Didion died of complications of Parkinson’s disease, an email by Paul Bogaards, an executive at Didion's publisher Knopf, stated to The New York Times.
A formative figure of the 'New Journalism' movement in the 1960s, her trailblazing works, spanning essays, novels, plays and memoirs, astutely explored the disorder of the times and the self.
'The White Album', one her most prominent literary journalistic feats published in 1979, which portrayed the fading counterculture in California of the 60s contained Didion's most recognisable line: 'We tell ourselves stories in order to live.'
Didion's editor at Knopf, Shelley Wanger spoke to the Guardian after her passing and described her as someone who "always seemed able to hear and see what other journalists missed and her range was broad from California, rock and roll, to US culture and politics, Central America to memoir."
Early Life and Pivotal Writings
A fifth generation Californian, she was born in Sacramento in 1934, and would continually dislocate in the US due to her father's job in the Army Air Corps.

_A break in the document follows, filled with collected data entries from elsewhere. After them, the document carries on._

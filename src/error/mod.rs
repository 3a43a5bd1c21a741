//! Error types for image relocation
//!
//! Every fallible operation in the crate returns [`Result`]. Registry pulls and
//! pushes that fail are wrapped in [`RelocatorError::Transfer`] so the caller
//! can tell which image failed and in which direction.

pub mod handlers;

use std::fmt;
use std::path::PathBuf;
use thiserror::Error;

pub type Result<T> = std::result::Result<T, RelocatorError>;

/// Direction of a registry transfer
#[derive(Debug, Clone, Copy, PartialEq, Eq)]
pub enum Direction {
    /// Registry to local bundle
    Pull,
    /// Local bundle to registry
    Push,
}

impl fmt::Display for Direction {
    fn fmt(&self, f: &mut fmt::Formatter<'_>) -> fmt::Result {
        match self {
            Direction::Pull => f.write_str("pull"),
            Direction::Push => f.write_str("push"),
        }
    }
}

#[derive(Debug, Error)]
pub enum RelocatorError {
    /// Malformed image reference string
    #[error("Invalid image reference {reference:?}: {reason}")]
    Parse { reference: String, reason: String },

    /// Filesystem error tied to a specific path
    #[error("IO error at {}: {source}", path.display())]
    Path {
        path: PathBuf,
        #[source]
        source: std::io::Error,
    },

    #[error("IO error: {0}")]
    Io(#[from] std::io::Error),

    /// A pull or push of one image failed
    #[error("Failed to {direction} image {image}: {source}")]
    Transfer {
        image: String,
        direction: Direction,
        #[source]
        source: Box<RelocatorError>,
    },

    /// The trust policy refused a transfer source
    #[error("Policy rejected {0}")]
    PolicyRejected(String),

    #[error("Registry error: {0}")]
    Registry(String),

    #[error("Authentication error: {0}")]
    Authentication(String),

    /// Malformed or unsupported docker-archive tarball
    #[error("Archive error: {0}")]
    Archive(String),

    #[error("Configuration error: {0}")]
    Configuration(String),

    #[error("Network error: {0}")]
    Network(#[from] reqwest::Error),

    #[error("Serialization error: {0}")]
    Serialization(#[from] serde_json::Error),

    #[error("YAML error: {0}")]
    Yaml(#[from] serde_yaml::Error),

    #[error("Invalid URL: {0}")]
    Url(#[from] url::ParseError),
}

impl RelocatorError {
    pub fn parse(reference: impl Into<String>, reason: impl Into<String>) -> Self {
        RelocatorError::Parse {
            reference: reference.into(),
            reason: reason.into(),
        }
    }

    pub fn path(path: impl Into<PathBuf>, source: std::io::Error) -> Self {
        RelocatorError::Path {
            path: path.into(),
            source,
        }
    }

    pub fn transfer(image: impl fmt::Display, direction: Direction, source: RelocatorError) -> Self {
        RelocatorError::Transfer {
            image: image.to_string(),
            direction,
            source: Box::new(source),
        }
    }

    /// Image named by a transfer failure, if this is one
    pub fn failed_image(&self) -> Option<&str> {
        match self {
            RelocatorError::Transfer { image, .. } => Some(image),
            _ => None,
        }
    }
}

#[cfg(test)]
mod tests {
    use super::*;

    #[test]
    fn test_transfer_error_names_image_and_direction() {
        let err = RelocatorError::transfer(
            "registry.example.com/app:1.2.3",
            Direction::Push,
            RelocatorError::Registry("manifest unknown".to_string()),
        );
        assert_eq!(
            err.to_string(),
            "Failed to push image registry.example.com/app:1.2.3: Registry error: manifest unknown"
        );
        assert_eq!(err.failed_image(), Some("registry.example.com/app:1.2.3"));
    }

    #[test]
    fn test_path_error_display() {
        let err = RelocatorError::path(
            "/bundle/docker-archive",
            std::io::Error::new(std::io::ErrorKind::PermissionDenied, "denied"),
        );
        assert!(err.to_string().starts_with("IO error at /bundle/docker-archive"));
        assert!(err.failed_image().is_none());
    }
}
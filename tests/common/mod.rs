//! Shared fixtures for integration tests

#![allow(dead_code)]

use async_trait::async_trait;
use image_relocator::registry::{CopyOptions, ImageCopier, TransportRef};
use image_relocator::{Logger, RelocatorConfig, RelocatorError, Relocator, Result};
use std::collections::HashSet;
use std::fs;
use std::path::Path;
use std::sync::{Arc, Mutex};
use std::time::Duration;

/// Stands in for a registry: saves write a small archive file, pushes are recorded
#[derive(Default)]
pub struct RecordingCopier {
    /// Every copy as `(source, destination)`, recorded when it starts
    pub started: Mutex<Vec<(String, String)>>,
    /// Copies that ran to completion
    pub completed: Mutex<Vec<(String, String)>>,
    /// Destinations whose copy fails
    pub fail_destinations: HashSet<String>,
    /// Delay before a successful copy completes
    pub delay: Option<Duration>,
}

impl RecordingCopier {
    pub fn failing(destinations: &[&str]) -> Self {
        Self {
            fail_destinations: destinations.iter().map(|d| d.to_string()).collect(),
            ..Self::default()
        }
    }

    pub fn with_delay(mut self, delay: Duration) -> Self {
        self.delay = Some(delay);
        self
    }

    pub fn started(&self) -> Vec<(String, String)> {
        self.started.lock().unwrap().clone()
    }

    pub fn completed(&self) -> Vec<(String, String)> {
        self.completed.lock().unwrap().clone()
    }

    pub fn pulls(&self) -> Vec<String> {
        self.started()
            .into_iter()
            .filter(|(source, _)| source.starts_with("docker://"))
            .map(|(source, _)| source)
            .collect()
    }

    pub fn pushes(&self) -> Vec<String> {
        self.started()
            .into_iter()
            .filter(|(_, destination)| destination.starts_with("docker://"))
            .map(|(_, destination)| destination)
            .collect()
    }
}

#[async_trait]
impl ImageCopier for RecordingCopier {
    async fn copy(
        &self,
        source: &TransportRef,
        destination: &TransportRef,
        options: &CopyOptions,
    ) -> Result<()> {
        options.trust_policy.check(source)?;
        let record = (source.to_string(), destination.to_string());
        self.started.lock().unwrap().push(record.clone());

        if self.fail_destinations.contains(&record.1) {
            return Err(RelocatorError::Registry(format!(
                "denied: requested access to {} is denied",
                record.1
            )));
        }
        if let Some(delay) = self.delay {
            tokio::time::sleep(delay).await;
        }
        if let TransportRef::DockerArchive(path) = destination {
            fs::write(path, &record.0)?;
        }

        self.completed.lock().unwrap().push(record);
        Ok(())
    }
}

pub fn relocator(bundle: &Path, copier: Arc<RecordingCopier>) -> Relocator {
    Relocator::from_config(bundle, &RelocatorConfig::default(), copier, Logger::new_quiet())
}

/// Write a Deployment manifest referencing `images`
pub fn write_deployment(path: &Path, images: &[&str]) {
    let containers: String = images
        .iter()
        .enumerate()
        .map(|(i, image)| format!("        - name: c{}\n          image: {}\n", i, image))
        .collect();
    let manifest = format!(
        "apiVersion: apps/v1\nkind: Deployment\nmetadata:\n  name: web\nspec:\n  replicas: 1\n  template:\n    spec:\n      containers:\n{}",
        containers
    );
    if let Some(parent) = path.parent() {
        fs::create_dir_all(parent).unwrap();
    }
    fs::write(path, manifest).unwrap();
}

/// Place an archive file for `segments` under the bundle's docker-archive directory
pub fn write_bundle_entry(bundle: &Path, segments: &[&str]) {
    let mut path = bundle.join("docker-archive");
    path.extend(segments);
    fs::create_dir_all(path.parent().unwrap()).unwrap();
    fs::write(path, b"archive").unwrap();
}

"I have always been a writer", Didion wrote in her Pulitzer-finalist grief memoir The Year of Magical Thinking, and she was. In her first notebook at the age of five, the American essayist wrote a story about a woman who thought she was about to freeze to death, but eventually would burn to her end.
After graduating with an English literature degree from University of California, Berkeley, Didion when on to work for Vogue magazine in New York. Following her seven year stint, she published her first novel Run, river.
Her essay-collection Slouching Towards Bethlehem, published in 1968, cast a keen glance on the hippies and eccentrics of of Haight-Ashbury. Soon after, Didion's portrayal of the life in Hollywood, Play It As It Lays, came out.
A contemporary author, Martin Amis, described the late writer as a "poet of the Great Californian emptiness," BBC reported.
After fashioning a distinct style of her own in the American literary and journalistic cannon, Didion wrote predominantly non-fiction accounts covering culture and politics.
It was only in 2003, the year when her husband John Gregory Dunne passed away, that she penned her internationally renowned memoir The Year of Magical Thinking. In an interview with Associated Press in 2005, she expressed:
"We have kind of evolved into a society where grieving is totally hidden. It doesn’t take place in our family. It takes place not at all."
This was also the year her daughter, Quintana passed away of acute pancreatitis at 39 years old. Years later, in 2011, Didion chronicled that tumultuous period of her life in 'Blue Nights'.
Reviewing her second memoir comprising of paralysing grief in 2011, John Banville wrote in The New York Times:
"Certainly as a testament of suffering nobly borne, which is what it will be generally taken for, it is exemplary. However, it is most profound, and most provocative, at another level, the level at which the author comes fully to realize, and to face squarely, the dismaying fact that against life’s worst onslaughts nothing avails, not even art; especially not art."John Banville
The American writer was awarded the National Humanities Medal in 2012 and a year later, the White House presented her with the National Medal of Arts.